Un juge vient de rejeter la demande, en rendant une décision orale. L’injonction interlocutoire et l’injonction permanente qui étaient réclamées ont été tranchées en même temps, juste avant le début des cours. Le but était d’éviter la situation potentielle où l’injonction interlocutoire aurait été accordée, permettant à M. Zelenkin d’entrer en droit, et où l’injonction permanente aurait été rejetée, le forçant à quitter le programme déjà entamé.

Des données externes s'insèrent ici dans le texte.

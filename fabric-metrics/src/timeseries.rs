//! Fixed-capacity ring buffer of [`MetricSample`]s (spec.md §9 "bounded ring... with explicit
//! capacity" redesign guidance for the original's in-process unbounded maps).
use std::collections::VecDeque;

use crate::sample::MetricSample;

/// A 24h-rolling (by default) ring buffer of samples for one worker.
pub struct TimeSeries {
    samples: VecDeque<MetricSample>,
    capacity: usize,
}

impl TimeSeries {
    pub fn new(capacity: usize) -> TimeSeries {
        TimeSeries {
            samples: VecDeque::with_capacity(capacity.min(1024)),
            capacity,
        }
    }

    /// Capacity implied by a rolling `window` sampled every `interval` (spec.md "24h rolling...
    /// sampled every 10s" -> 8640 entries by default).
    pub fn capacity_for(window: std::time::Duration, interval: std::time::Duration) -> usize {
        let interval_secs = interval.as_secs_f64().max(f64::EPSILON);
        (window.as_secs_f64() / interval_secs).ceil() as usize
    }

    pub fn push(&mut self, sample: MetricSample) {
        if self.samples.len() >= self.capacity {
            self.samples.pop_front();
        }
        self.samples.push_back(sample);
    }

    pub fn len(&self) -> usize {
        self.samples.len()
    }

    pub fn is_empty(&self) -> bool {
        self.samples.is_empty()
    }

    pub fn latest(&self) -> Option<&MetricSample> {
        self.samples.back()
    }

    pub fn iter(&self) -> impl Iterator<Item = &MetricSample> {
        self.samples.iter()
    }
}

#[cfg(test)]
mod tests {
    use std::time::Duration;

    use super::*;

    fn point(worker_id: &str) -> MetricSample {
        MetricSample {
            worker_id: worker_id.to_string(),
            ts: chrono::DateTime::parse_from_rfc3339("2026-01-01T00:00:00Z").unwrap().into(),
            throughput_per_min: 0.0,
            memory: 0.0,
            error_rate: 0.0,
            response_time_ms: 0.0,
            success_rate: 1.0,
        }
    }

    #[test]
    fn evicts_oldest_past_capacity() {
        let mut series = TimeSeries::new(2);
        series.push(point("worker-a"));
        series.push(point("worker-b"));
        series.push(point("worker-c"));
        assert_eq!(series.len(), 2);
        assert_eq!(series.latest().unwrap().worker_id, "worker-c");
    }

    #[test]
    fn capacity_for_default_window_is_8640() {
        let capacity = TimeSeries::capacity_for(Duration::from_secs(24 * 3600), Duration::from_secs(10));
        assert_eq!(capacity, 8640);
    }
}
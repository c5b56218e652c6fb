//! The Worker record (spec.md §3 "Worker").
use std::collections::BTreeSet;

use chrono::DateTime;
use chrono::Utc;
use serde::Deserialize;
use serde::Serialize;

use crate::state::WorkerState;

/// Snapshot of a worker's resource consumption, refreshed on every heartbeat.
#[derive(Clone, Copy, Debug, Default, PartialEq, Serialize, Deserialize)]
pub struct ResourceUsage {
    /// CPU utilisation, `0.0..=1.0`.
    pub cpu: f64,
    /// Memory utilisation, `0.0..=1.0`.
    pub memory: f64,
    /// Open connections, out of `max_connections`.
    pub connections: u32,
    pub max_connections: u32,
    /// Mean response time of recent Executor calls.
    pub response_time_ms: f64,
    /// Normalised recent error ratio, `0.0..=1.0`, used by the loadScore term.
    pub error_rate: f64,
}

impl ResourceUsage {
    fn connection_saturation(&self) -> f64 {
        if self.max_connections == 0 {
            0.0
        } else {
            self.connections as f64 / self.max_connections as f64
        }
    }

    /// `loadScore` (spec.md §4.7): cpu 0.30, memory 0.25, connection saturation 0.20,
    /// response time normalized to 10s 0.15, error rate 0.10, each clamped to `[0,1]`.
    pub fn load_score(&self) -> f64 {
        let clamp = |v: f64| v.clamp(0.0, 1.0);
        let response_time_normalized = clamp(self.response_time_ms / 10_000.0);
        let score = 0.30 * clamp(self.cpu)
            + 0.25 * clamp(self.memory)
            + 0.20 * clamp(self.connection_saturation())
            + 0.15 * response_time_normalized
            + 0.10 * clamp(self.error_rate);
        clamp(score)
    }
}

/// Additional health signals not captured by the per-call [`ResourceUsage`] snapshot, used for
/// the worker state machine's degraded/critical thresholds (spec.md §4.3).
#[derive(Clone, Copy, Debug, Default, PartialEq, Serialize, Deserialize)]
pub struct HealthSignals {
    /// Ratio of recent task attempts that failed, `0.0..=1.0`.
    pub failure_rate: f64,
    /// Count of errors observed in the trailing minute.
    pub errors_per_minute: f64,
}

impl HealthSignals {
    /// `healthScore` (spec.md §3): not formula-specified in the source; defined here as the
    /// complement of a weighted blend of failure rate, per-minute error pressure, and response
    /// time relative to the critical per-minute error threshold, clamped to `[0,1]`.
    pub fn health_score(&self, usage: &ResourceUsage) -> f64 {
        let clamp = |v: f64| v.clamp(0.0, 1.0);
        let errors_normalized = clamp(self.errors_per_minute / 15.0);
        let response_time_normalized = clamp(usage.response_time_ms / 10_000.0);
        let penalty =
            0.5 * clamp(self.failure_rate) + 0.3 * errors_normalized + 0.2 * response_time_normalized;
        clamp(1.0 - penalty)
    }
}

/// A worker process registered with the fabric (spec.md §3 "Worker").
#[derive(Clone, Debug, Serialize, Deserialize)]
pub struct Worker {
    pub worker_id: String,
    /// The upstream compute provider type this worker is bound to.
    pub worker_type: String,
    pub model: String,
    pub capabilities: BTreeSet<String>,
    pub max_concurrency: u32,
    pub current_load: u32,
    pub zone: String,
    /// Configured priority used as `+2 * priority` bonus in selection scoring (spec.md §4.7).
    pub priority: u8,
    pub resource_usage: ResourceUsage,
    pub health: HealthSignals,
    pub state: WorkerState,
    pub last_heartbeat: DateTime<Utc>,
}

impl Worker {
    pub fn new(
        worker_id: impl Into<String>,
        worker_type: impl Into<String>,
        model: impl Into<String>,
        max_concurrency: u32,
        zone: impl Into<String>,
    ) -> Worker {
        Worker {
            worker_id: worker_id.into(),
            worker_type: worker_type.into(),
            model: model.into(),
            capabilities: BTreeSet::new(),
            max_concurrency,
            current_load: 0,
            zone: zone.into(),
            priority: 0,
            resource_usage: ResourceUsage::default(),
            health: HealthSignals::default(),
            state: WorkerState::Initializing,
            last_heartbeat: Utc::now(),
        }
    }

    pub fn with_capability(mut self, capability: impl Into<String>) -> Worker {
        self.capabilities.insert(capability.into());
        self
    }

    /// `loadScore` derived from the current resource usage snapshot.
    pub fn load_score(&self) -> f64 {
        self.resource_usage.load_score()
    }

    /// `healthScore` derived from the current health signals.
    pub fn health_score(&self) -> f64 {
        self.health.health_score(&self.resource_usage)
    }

    /// Whether this worker is eligible for new leases (spec.md §4.7 eligibility predicate).
    pub fn is_eligible(&self) -> bool {
        self.state == WorkerState::Active
            && self.health_score() > 0.3
            && self.current_load < self.max_concurrency
    }
}
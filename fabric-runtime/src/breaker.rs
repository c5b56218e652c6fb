//! Per-worker circuit breaker, keyed on Executor endpoint (spec.md §4.6).
//!
//! No teacher precedent in-pack for this; written in the same idiom as [`crate::backoff::Backoff`]
//! — a plain struct with `record_success`/`record_failure`/`allow` methods, no external crate.
use std::collections::VecDeque;
use std::time::Duration;
use std::time::Instant;

#[derive(Clone, Copy, Debug, Eq, PartialEq)]
pub enum BreakerState {
    Closed,
    Open,
    HalfOpen,
}

/// Opens after `failure_threshold` failures inside `window`; a half-open breaker admits exactly
/// one probe call, closing on success and reopening on failure.
pub struct CircuitBreaker {
    state: BreakerState,
    failures: VecDeque<Instant>,
    failure_threshold: usize,
    window: Duration,
    opened_at: Option<Instant>,
    reset_after: Duration,
    probe_in_flight: bool,
}

impl CircuitBreaker {
    pub fn new(failure_threshold: usize, window: Duration, reset_after: Duration) -> CircuitBreaker {
        CircuitBreaker {
            state: BreakerState::Closed,
            failures: VecDeque::new(),
            failure_threshold,
            window,
            opened_at: None,
            reset_after,
            probe_in_flight: false,
        }
    }

    pub fn state(&self) -> BreakerState {
        self.state
    }

    /// Whether a new Executor invocation may proceed. A half-open breaker admits exactly one
    /// concurrent probe; callers that are refused should treat this as `CircuitOpen`
    /// (spec.md §7 "Return task to queue without consuming attempts").
    pub fn allow(&mut self) -> bool {
        match self.state {
            BreakerState::Closed => true,
            BreakerState::Open => {
                if self.opened_at.map(|at| at.elapsed() >= self.reset_after).unwrap_or(false) {
                    self.state = BreakerState::HalfOpen;
                    self.probe_in_flight = true;
                    true
                } else {
                    false
                }
            }
            BreakerState::HalfOpen => {
                if self.probe_in_flight {
                    false
                } else {
                    self.probe_in_flight = true;
                    true
                }
            }
        }
    }

    pub fn record_success(&mut self) {
        self.failures.clear();
        self.state = BreakerState::Closed;
        self.opened_at = None;
        self.probe_in_flight = false;
    }

    pub fn record_failure(&mut self) {
        self.probe_in_flight = false;
        if self.state == BreakerState::HalfOpen {
            self.open();
            return;
        }
        let now = Instant::now();
        self.failures.push_back(now);
        while let Some(oldest) = self.failures.front() {
            if now.duration_since(*oldest) > self.window {
                self.failures.pop_front();
            } else {
                break;
            }
        }
        if self.failures.len() >= self.failure_threshold {
            self.open();
        }
    }

    fn open(&mut self) {
        self.state = BreakerState::Open;
        self.opened_at = Some(Instant::now());
        self.failures.clear();
    }
}

#[cfg(test)]
mod tests {
    use super::*;

    #[test]
    fn opens_after_threshold_failures() {
        let mut breaker = CircuitBreaker::new(3, Duration::from_secs(60), Duration::from_millis(10));
        assert!(breaker.allow());
        breaker.record_failure();
        assert!(breaker.allow());
        breaker.record_failure();
        assert!(breaker.allow());
        breaker.record_failure();
        assert_eq!(breaker.state(), BreakerState::Open);
        assert!(!breaker.allow());
    }

    #[test]
    fn half_open_admits_single_probe() {
        let mut breaker = CircuitBreaker::new(1, Duration::from_secs(60), Duration::from_millis(1));
        breaker.record_failure();
        assert_eq!(breaker.state(), BreakerState::Open);
        std::thread::sleep(Duration::from_millis(5));
        assert!(breaker.allow());
        assert_eq!(breaker.state(), BreakerState::HalfOpen);
        assert!(!breaker.allow());
    }

    #[test]
    fn half_open_success_closes_breaker() {
        let mut breaker = CircuitBreaker::new(1, Duration::from_secs(60), Duration::from_millis(1));
        breaker.record_failure();
        std::thread::sleep(Duration::from_millis(5));
        assert!(breaker.allow());
        breaker.record_success();
        assert_eq!(breaker.state(), BreakerState::Closed);
    }

    #[test]
    fn half_open_failure_reopens_breaker() {
        let mut breaker = CircuitBreaker::new(1, Duration::from_secs(60), Duration::from_millis(1));
        breaker.record_failure();
        std::thread::sleep(Duration::from_millis(5));
        assert!(breaker.allow());
        breaker.record_failure();
        assert_eq!(breaker.state(), BreakerState::Open);
    }
}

L’UQÀM avait choisi Me Antoine Aylwin, de Fasken Martineau, tandis que Lavery représentait le Bureau de la coopération interuniversitaire dans ce dossier. De son côté, M. Zelenkin se représentait lui-même pendant tout le processus. Il a d’ailleurs conclu sa plaidoirie en ces termes : « les universités sont les établissements personnifiant l'enseignement supérieur, qui était toujours l'indicateur de sagesse de la société. La décision déraisonnable de l'UQÀM et d'autres universités au sein du Bureau de coopération interuniversitaire ne rime aucunement avec cette valeur. (…) je vous demande aujourd'hui de rappeler aux universités qu'elles ont le devoir de servir de phare pour notre société et l'obligation de ne pas la compromettre par les décisions déraisonnables. La devise de l'UQÀM se lit comme "Prenez position", et je l'ai prise. Je vous prie d'ordonner à la défenderesse mon admission ».

Ces arguments n’ont cependant pas réussi à convaincre le magistrat. En somme, M. Zelenkin a reconnu que les changements apportés au calcul de la cote R étaient nécessaires afin d’assurer une représentation plus juste. Mais en l'absence de preuve claire sur son admissibilité au recours, le juge n'a pas analysé son argument sur le manque de transparence et de justification pour changer les mesures transitoires, en contradiction avec le Comité de gestion des bulletins d'étude collégiales.

Malgré tout, semble-t-il, les choses se sont bien déroulées. L’UQÀM a renoncé aux frais de justice qui devaient être accordés en sa faveur. Ce faisant, elle a agi très noblement, croit M. Zelenkin. Le juge a par ailleurs encouragé le principal intéressé dans la poursuite de son parcours.

Évidemment, le demandeur s’est dit déçu du jugement. Si ses arguments ont été entendus, ils n’ont pas été analysés dans le jugement, déplore-t-il. Compte tenu de la situation, il ne croit cependant pas qu’un appel soit envisageable.